Problem statement »
Can you quote, word for word, every line from the first line of the records below through the line containing "entry.occurrence.assigned.insert(to.clone());", and nothing else?

━━━━━ Data shown

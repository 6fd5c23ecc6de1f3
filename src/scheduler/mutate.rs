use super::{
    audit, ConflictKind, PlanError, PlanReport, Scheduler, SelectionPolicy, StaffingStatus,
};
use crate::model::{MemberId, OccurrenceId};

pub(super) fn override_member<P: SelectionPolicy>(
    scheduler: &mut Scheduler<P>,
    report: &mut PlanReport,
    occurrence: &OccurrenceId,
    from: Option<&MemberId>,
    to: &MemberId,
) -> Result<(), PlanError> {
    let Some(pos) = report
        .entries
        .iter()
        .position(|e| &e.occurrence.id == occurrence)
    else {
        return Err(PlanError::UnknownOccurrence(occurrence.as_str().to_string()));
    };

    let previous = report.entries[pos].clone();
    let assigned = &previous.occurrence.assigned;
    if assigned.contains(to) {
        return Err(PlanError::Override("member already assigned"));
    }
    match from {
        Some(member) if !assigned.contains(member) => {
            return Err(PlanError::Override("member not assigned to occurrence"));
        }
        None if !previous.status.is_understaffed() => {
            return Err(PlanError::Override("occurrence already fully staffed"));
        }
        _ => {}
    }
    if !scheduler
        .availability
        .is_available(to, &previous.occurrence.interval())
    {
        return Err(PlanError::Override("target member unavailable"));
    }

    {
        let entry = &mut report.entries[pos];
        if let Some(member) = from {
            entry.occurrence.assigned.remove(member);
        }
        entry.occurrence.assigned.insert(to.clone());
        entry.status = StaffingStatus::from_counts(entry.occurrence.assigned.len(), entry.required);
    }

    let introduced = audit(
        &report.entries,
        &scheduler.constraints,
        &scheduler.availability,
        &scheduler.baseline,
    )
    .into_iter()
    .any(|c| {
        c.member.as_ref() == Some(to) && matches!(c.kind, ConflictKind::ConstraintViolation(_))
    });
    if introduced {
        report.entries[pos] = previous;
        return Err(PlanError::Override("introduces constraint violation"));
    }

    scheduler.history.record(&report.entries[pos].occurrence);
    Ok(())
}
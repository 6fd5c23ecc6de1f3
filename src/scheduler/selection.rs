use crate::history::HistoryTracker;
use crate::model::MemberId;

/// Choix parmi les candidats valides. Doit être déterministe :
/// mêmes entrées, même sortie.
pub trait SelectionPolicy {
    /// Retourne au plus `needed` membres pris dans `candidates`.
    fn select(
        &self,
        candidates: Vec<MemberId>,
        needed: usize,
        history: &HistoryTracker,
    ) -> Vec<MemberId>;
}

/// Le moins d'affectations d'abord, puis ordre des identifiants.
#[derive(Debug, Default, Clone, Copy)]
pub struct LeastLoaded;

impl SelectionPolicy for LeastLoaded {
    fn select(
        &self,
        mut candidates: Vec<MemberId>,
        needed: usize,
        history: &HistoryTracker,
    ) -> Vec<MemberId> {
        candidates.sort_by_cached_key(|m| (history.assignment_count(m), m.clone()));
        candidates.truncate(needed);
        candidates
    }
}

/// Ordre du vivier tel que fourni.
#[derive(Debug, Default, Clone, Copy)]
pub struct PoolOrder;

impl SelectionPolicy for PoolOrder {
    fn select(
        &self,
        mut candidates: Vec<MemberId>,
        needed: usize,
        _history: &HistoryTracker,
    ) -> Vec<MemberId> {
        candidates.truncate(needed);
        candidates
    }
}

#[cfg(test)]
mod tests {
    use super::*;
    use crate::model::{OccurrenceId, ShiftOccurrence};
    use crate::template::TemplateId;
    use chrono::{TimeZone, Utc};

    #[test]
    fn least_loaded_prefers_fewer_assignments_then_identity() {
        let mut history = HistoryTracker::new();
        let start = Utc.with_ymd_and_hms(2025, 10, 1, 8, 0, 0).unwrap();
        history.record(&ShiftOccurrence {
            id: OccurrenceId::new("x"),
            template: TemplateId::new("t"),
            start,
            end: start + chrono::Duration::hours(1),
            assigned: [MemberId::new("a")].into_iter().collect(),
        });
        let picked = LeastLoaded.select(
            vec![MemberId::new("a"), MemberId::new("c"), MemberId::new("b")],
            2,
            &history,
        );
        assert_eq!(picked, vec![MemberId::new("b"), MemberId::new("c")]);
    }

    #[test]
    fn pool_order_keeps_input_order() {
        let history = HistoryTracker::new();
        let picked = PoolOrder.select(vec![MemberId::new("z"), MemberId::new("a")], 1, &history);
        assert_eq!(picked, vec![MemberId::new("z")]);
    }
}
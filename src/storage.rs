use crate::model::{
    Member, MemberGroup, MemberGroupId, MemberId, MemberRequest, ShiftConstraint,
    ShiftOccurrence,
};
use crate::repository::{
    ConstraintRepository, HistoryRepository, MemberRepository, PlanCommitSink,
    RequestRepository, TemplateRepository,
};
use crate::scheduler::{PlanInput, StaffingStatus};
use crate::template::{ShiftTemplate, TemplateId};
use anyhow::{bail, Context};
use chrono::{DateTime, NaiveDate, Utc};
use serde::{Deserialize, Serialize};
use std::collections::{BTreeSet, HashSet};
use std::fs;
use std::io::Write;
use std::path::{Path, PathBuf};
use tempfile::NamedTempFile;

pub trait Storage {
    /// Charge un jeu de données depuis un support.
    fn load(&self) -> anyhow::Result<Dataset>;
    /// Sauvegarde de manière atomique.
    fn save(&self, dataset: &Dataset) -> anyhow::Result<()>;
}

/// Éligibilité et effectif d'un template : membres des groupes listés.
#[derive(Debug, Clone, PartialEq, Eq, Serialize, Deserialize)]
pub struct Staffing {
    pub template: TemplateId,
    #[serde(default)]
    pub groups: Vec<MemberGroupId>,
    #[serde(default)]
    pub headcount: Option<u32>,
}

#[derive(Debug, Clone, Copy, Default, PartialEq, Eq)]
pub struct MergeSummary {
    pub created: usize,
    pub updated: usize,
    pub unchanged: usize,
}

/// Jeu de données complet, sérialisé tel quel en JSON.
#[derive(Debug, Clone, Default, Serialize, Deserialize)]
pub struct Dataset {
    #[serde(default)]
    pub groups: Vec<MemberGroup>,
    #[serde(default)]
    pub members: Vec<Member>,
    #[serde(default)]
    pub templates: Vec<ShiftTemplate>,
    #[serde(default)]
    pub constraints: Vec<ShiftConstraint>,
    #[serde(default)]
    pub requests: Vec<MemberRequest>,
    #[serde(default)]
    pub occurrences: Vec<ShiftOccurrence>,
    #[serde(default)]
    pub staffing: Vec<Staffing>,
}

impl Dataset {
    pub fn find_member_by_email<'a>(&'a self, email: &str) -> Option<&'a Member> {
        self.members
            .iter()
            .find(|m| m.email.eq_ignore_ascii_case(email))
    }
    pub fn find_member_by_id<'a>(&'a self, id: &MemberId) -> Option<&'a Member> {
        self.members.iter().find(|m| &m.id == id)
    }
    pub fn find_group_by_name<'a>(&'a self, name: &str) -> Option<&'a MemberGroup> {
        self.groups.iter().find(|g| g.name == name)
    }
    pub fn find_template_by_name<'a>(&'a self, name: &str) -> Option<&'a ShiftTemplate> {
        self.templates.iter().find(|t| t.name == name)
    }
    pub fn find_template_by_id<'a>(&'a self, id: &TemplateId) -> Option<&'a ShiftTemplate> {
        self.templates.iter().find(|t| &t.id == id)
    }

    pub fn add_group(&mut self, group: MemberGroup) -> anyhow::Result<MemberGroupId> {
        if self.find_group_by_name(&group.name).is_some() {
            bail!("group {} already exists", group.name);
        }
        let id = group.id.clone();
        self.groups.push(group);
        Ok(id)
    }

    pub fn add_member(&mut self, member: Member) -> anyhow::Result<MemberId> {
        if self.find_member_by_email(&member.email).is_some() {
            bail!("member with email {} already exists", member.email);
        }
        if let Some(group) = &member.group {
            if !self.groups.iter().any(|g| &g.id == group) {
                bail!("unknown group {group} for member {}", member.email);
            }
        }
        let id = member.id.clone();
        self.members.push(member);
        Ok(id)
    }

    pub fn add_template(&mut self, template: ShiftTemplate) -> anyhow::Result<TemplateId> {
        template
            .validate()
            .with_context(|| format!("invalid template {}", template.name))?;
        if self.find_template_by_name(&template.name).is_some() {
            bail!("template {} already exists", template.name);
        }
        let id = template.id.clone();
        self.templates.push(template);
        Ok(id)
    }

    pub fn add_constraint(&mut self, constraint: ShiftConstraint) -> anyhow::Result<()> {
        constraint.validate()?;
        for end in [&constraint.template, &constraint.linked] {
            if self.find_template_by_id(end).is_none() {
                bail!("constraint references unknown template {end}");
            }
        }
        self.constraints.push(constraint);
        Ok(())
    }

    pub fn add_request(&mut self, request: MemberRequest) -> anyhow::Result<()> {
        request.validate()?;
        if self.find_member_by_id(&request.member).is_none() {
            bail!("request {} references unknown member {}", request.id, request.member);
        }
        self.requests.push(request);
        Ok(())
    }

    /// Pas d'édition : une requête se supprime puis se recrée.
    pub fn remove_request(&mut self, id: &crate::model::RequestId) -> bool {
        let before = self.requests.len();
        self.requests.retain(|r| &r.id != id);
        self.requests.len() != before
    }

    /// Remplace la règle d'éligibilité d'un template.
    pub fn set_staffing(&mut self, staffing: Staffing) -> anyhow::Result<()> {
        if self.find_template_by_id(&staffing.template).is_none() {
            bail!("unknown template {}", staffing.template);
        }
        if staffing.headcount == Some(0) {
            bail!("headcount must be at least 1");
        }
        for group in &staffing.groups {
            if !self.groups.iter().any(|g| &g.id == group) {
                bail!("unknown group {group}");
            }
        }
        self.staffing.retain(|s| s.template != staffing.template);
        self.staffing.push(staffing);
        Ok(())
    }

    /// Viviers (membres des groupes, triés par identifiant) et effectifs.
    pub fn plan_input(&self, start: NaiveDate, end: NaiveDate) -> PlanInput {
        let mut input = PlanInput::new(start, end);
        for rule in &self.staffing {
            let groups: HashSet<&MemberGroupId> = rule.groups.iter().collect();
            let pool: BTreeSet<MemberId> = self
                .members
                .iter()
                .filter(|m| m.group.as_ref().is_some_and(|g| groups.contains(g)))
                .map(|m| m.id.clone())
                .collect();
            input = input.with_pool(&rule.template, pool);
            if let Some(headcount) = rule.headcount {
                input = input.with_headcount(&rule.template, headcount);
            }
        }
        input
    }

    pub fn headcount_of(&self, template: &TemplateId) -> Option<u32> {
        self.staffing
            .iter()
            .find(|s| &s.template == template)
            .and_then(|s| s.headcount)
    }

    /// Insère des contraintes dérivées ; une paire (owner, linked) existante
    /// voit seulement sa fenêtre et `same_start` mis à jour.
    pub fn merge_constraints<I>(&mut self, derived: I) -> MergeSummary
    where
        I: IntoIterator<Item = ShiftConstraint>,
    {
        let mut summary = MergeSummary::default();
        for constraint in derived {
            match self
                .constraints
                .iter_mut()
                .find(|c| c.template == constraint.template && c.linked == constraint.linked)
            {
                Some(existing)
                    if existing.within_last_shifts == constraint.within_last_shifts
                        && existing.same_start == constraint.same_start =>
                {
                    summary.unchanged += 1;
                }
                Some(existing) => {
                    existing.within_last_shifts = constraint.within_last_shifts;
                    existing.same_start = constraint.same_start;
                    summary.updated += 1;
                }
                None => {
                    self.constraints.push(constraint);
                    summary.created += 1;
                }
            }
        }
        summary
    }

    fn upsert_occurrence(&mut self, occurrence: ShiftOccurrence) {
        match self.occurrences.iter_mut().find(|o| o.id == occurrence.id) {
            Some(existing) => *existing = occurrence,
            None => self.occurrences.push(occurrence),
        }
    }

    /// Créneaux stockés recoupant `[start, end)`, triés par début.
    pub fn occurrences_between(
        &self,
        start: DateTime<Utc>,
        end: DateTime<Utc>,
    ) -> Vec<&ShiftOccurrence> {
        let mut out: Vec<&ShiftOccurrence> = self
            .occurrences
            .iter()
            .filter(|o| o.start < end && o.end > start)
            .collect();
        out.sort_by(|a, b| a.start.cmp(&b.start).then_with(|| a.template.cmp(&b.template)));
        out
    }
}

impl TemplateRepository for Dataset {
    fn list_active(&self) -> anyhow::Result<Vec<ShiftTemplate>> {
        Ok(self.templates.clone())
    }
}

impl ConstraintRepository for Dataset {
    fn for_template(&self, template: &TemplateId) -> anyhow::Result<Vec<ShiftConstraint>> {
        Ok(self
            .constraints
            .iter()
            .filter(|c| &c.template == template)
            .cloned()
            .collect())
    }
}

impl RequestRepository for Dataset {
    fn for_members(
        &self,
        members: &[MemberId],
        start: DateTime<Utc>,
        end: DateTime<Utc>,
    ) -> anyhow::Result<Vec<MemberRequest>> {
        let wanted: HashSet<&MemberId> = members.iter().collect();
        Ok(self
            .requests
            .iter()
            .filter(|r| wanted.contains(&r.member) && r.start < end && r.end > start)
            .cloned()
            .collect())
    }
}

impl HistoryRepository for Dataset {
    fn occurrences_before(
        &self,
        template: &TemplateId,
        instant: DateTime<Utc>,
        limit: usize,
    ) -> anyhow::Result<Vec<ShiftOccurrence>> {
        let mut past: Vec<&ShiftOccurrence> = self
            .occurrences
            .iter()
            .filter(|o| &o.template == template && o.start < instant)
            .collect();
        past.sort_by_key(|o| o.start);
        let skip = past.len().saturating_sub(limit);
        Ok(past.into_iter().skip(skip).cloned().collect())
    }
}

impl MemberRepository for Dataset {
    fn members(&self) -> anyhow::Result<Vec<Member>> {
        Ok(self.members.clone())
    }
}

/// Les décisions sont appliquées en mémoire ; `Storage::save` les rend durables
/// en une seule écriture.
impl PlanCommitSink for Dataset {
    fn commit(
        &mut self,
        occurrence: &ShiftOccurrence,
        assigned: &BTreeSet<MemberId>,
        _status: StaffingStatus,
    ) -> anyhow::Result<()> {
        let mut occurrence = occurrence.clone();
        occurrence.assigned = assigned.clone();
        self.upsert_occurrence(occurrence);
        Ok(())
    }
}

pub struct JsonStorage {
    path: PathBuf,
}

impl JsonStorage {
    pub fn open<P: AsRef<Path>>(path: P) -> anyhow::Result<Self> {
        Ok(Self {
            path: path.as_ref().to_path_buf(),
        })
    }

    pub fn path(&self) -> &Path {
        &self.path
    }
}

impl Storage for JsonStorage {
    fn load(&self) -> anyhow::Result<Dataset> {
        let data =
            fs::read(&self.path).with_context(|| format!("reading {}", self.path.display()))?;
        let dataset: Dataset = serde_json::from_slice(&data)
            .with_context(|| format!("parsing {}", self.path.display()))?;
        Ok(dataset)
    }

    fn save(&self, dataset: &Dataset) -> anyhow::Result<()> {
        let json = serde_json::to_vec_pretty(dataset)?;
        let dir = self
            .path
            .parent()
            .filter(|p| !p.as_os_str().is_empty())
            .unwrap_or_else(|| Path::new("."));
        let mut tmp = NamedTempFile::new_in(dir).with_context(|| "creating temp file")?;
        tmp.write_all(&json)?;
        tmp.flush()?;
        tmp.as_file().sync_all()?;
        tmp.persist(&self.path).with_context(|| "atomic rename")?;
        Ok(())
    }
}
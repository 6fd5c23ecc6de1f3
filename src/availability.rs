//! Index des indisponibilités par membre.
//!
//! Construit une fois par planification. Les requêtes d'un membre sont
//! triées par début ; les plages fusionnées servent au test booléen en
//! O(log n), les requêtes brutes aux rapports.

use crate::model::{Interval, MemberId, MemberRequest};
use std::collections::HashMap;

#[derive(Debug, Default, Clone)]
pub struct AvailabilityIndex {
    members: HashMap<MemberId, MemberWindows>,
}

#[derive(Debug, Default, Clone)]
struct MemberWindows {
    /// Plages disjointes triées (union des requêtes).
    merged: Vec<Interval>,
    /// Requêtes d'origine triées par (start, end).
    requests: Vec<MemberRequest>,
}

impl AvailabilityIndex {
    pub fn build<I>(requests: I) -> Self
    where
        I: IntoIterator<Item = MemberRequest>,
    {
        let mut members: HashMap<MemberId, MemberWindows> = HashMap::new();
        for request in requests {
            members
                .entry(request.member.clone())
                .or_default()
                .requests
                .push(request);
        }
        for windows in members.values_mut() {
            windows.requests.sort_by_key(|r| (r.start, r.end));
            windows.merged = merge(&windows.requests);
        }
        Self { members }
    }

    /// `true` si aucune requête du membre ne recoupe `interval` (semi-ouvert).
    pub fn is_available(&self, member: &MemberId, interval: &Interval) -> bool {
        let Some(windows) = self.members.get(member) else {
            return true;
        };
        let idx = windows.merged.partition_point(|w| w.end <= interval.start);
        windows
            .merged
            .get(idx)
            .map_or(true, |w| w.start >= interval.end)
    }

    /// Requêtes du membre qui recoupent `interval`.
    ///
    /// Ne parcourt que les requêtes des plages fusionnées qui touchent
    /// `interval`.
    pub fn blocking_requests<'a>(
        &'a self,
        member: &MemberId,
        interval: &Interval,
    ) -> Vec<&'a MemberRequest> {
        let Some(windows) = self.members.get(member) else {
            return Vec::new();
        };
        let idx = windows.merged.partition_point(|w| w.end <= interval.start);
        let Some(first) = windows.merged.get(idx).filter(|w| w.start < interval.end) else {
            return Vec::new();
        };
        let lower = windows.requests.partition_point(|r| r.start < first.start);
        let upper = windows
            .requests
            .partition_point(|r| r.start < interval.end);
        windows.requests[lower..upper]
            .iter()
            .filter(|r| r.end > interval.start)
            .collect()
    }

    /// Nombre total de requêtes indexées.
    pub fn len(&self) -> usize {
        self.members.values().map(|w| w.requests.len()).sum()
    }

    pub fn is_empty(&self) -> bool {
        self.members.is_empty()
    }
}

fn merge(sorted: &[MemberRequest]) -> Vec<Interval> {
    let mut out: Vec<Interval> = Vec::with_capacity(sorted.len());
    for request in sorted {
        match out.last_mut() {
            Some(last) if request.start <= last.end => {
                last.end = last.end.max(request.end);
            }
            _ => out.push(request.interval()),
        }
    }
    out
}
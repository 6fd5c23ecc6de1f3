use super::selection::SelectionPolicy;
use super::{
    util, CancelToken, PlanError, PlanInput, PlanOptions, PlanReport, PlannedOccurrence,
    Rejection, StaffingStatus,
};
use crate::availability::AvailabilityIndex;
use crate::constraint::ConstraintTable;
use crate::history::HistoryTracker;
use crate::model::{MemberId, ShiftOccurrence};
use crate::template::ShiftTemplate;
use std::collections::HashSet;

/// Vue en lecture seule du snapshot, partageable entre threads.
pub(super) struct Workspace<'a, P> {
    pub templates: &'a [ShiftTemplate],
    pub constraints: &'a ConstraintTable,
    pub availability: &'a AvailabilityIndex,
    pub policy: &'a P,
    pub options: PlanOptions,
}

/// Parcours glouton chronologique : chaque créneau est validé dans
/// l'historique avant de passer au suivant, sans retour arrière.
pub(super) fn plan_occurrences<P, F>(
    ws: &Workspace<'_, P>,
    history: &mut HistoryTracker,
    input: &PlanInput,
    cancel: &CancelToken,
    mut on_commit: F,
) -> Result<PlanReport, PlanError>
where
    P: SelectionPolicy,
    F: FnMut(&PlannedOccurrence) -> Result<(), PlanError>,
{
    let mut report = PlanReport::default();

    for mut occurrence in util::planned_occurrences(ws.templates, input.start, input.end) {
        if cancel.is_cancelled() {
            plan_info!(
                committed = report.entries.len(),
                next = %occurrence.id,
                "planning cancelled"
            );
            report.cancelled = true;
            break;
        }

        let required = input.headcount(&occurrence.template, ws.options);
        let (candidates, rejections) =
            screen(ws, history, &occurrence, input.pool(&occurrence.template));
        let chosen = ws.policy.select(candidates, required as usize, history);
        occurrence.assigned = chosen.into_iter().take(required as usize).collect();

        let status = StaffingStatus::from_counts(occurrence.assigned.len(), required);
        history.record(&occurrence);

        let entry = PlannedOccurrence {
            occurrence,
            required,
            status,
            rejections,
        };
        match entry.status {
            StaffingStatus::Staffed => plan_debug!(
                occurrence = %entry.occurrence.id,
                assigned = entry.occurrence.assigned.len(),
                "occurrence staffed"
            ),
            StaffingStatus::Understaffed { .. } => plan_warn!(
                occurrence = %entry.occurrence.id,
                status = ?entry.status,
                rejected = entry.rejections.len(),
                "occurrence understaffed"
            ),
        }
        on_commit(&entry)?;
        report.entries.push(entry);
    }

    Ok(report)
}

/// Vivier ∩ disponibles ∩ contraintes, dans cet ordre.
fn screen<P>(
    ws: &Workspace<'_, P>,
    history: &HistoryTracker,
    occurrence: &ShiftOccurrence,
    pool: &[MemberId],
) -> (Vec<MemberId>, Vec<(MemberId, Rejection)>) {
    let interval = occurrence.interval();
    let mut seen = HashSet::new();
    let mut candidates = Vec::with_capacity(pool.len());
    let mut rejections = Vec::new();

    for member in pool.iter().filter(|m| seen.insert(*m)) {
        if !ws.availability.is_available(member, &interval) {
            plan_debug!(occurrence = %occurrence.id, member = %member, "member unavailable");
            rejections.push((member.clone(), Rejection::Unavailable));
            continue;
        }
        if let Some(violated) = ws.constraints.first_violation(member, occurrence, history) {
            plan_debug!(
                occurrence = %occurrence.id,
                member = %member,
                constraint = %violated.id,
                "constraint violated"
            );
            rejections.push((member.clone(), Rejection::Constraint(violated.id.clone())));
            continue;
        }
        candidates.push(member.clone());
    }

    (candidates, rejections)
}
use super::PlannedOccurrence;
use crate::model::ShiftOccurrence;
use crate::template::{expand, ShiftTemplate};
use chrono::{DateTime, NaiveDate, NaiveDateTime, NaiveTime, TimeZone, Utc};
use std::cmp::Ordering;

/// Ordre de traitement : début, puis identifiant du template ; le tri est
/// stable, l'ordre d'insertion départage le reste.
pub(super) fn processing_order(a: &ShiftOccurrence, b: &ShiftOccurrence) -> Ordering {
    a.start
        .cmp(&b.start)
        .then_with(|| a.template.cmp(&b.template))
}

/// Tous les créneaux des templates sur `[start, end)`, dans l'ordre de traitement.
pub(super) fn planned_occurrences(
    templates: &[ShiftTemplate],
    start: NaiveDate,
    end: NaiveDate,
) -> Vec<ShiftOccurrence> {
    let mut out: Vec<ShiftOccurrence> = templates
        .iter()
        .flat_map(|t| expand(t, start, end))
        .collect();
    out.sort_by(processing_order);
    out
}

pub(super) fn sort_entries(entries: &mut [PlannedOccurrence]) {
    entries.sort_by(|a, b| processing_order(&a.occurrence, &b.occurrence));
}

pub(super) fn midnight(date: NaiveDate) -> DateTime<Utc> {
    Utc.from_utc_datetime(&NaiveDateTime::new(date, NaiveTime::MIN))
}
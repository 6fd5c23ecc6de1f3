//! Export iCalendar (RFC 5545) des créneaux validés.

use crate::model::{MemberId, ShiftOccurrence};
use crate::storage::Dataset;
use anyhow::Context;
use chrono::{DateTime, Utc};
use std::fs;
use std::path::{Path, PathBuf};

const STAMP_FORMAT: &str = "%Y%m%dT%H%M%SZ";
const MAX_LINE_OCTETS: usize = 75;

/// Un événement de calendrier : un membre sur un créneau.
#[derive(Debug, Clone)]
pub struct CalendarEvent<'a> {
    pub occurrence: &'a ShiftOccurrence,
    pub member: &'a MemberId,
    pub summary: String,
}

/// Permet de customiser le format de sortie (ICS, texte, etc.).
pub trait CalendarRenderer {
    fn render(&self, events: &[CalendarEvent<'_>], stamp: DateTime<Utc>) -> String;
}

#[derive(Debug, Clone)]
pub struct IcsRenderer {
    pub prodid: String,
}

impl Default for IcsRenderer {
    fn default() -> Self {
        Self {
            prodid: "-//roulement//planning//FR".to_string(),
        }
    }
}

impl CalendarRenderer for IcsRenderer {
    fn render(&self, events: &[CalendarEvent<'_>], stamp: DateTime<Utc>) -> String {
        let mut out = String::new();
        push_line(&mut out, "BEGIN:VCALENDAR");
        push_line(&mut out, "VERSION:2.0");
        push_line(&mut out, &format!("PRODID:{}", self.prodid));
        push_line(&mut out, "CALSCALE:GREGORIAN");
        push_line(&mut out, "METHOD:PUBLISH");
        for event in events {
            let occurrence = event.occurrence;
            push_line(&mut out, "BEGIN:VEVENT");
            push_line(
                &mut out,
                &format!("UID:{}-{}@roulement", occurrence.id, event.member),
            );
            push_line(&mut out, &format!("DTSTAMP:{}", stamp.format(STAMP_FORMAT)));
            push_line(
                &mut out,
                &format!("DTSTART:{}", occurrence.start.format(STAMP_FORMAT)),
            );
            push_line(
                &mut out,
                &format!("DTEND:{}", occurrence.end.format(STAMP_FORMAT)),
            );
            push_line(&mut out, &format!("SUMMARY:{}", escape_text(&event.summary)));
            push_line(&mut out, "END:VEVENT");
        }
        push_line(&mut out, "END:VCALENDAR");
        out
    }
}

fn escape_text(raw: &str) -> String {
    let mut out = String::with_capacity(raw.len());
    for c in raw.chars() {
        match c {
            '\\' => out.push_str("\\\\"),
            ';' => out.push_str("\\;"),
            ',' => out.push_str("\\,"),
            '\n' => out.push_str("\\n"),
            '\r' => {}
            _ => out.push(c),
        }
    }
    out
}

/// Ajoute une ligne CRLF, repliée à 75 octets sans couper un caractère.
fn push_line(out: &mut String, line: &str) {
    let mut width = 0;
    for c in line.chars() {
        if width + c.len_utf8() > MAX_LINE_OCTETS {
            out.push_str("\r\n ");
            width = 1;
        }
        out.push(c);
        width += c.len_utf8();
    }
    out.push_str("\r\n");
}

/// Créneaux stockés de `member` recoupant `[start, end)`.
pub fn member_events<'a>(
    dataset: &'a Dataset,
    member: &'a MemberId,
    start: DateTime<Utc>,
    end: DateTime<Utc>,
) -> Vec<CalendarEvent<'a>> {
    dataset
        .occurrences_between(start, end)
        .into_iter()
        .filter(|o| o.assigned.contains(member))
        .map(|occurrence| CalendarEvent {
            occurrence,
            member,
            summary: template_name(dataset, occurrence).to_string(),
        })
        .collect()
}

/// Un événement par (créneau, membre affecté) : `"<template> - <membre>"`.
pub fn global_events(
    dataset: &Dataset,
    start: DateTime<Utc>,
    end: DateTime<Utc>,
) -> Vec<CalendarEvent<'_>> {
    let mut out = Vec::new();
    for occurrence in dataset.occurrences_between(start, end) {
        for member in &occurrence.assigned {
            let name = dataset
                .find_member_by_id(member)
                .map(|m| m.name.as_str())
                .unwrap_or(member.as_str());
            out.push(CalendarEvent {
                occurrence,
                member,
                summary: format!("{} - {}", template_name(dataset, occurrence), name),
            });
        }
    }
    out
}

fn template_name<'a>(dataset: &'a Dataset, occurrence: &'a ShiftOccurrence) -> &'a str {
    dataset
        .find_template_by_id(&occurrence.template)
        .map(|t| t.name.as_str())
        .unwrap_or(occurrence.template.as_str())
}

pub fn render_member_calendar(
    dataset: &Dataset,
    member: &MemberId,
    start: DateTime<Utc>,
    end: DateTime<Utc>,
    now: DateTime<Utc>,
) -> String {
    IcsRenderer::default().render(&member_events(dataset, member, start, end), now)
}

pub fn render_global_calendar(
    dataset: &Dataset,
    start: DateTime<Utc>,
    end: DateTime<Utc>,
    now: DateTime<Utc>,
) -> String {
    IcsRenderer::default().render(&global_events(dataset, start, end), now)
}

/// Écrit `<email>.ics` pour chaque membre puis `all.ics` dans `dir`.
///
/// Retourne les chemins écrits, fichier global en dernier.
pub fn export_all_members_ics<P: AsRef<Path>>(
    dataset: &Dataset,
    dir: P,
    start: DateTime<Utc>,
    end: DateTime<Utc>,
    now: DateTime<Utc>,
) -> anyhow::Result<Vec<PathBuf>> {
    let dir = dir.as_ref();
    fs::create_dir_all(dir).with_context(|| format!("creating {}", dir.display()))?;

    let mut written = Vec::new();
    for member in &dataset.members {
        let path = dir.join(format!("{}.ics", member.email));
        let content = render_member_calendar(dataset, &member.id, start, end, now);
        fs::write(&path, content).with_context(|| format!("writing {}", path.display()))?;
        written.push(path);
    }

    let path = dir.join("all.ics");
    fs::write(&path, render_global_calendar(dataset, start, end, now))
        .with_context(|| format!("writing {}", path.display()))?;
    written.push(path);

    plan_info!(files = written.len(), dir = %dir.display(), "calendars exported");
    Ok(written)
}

━━━━━━━━━━

Answer to the exercise »
repository 6fd5c23ecc6de1f3
filename src/scheduler/mutate.rs
use super::{
    audit, ConflictKind, PlanError, PlanReport, Scheduler, SelectionPolicy, StaffingStatus,
};
use crate::model::{MemberId, OccurrenceId};

pub(super) fn override_member<P: SelectionPolicy>(
    scheduler: &mut Scheduler<P>,
    report: &mut PlanReport,
    occurrence: &OccurrenceId,
    from: Option<&MemberId>,
    to: &MemberId,
) -> Result<(), PlanError> {
    let Some(pos) = report
        .entries
        .iter()
        .position(|e| &e.occurrence.id == occurrence)
    else {
        return Err(PlanError::UnknownOccurrence(occurrence.as_str().to_string()));
    };

    let previous = report.entries[pos].clone();
    let assigned = &previous.occurrence.assigned;
    if assigned.contains(to) {
        return Err(PlanError::Override("member already assigned"));
    }
    match from {
        Some(member) if !assigned.contains(member) => {
            return Err(PlanError::Override("member not assigned to occurrence"));
        }
        None if !previous.status.is_understaffed() => {
            return Err(PlanError::Override("occurrence already fully staffed"));
        }
        _ => {}
    }
    if !scheduler
        .availability
        .is_available(to, &previous.occurrence.interval())
    {
        return Err(PlanError::Override("target member unavailable"));
    }

    {
        let entry = &mut report.entries[pos];
        if let Some(member) = from {
            entry.occurrence.assigned.remove(member);
        }
        entry.occurrence.assigned.insert(to.clone());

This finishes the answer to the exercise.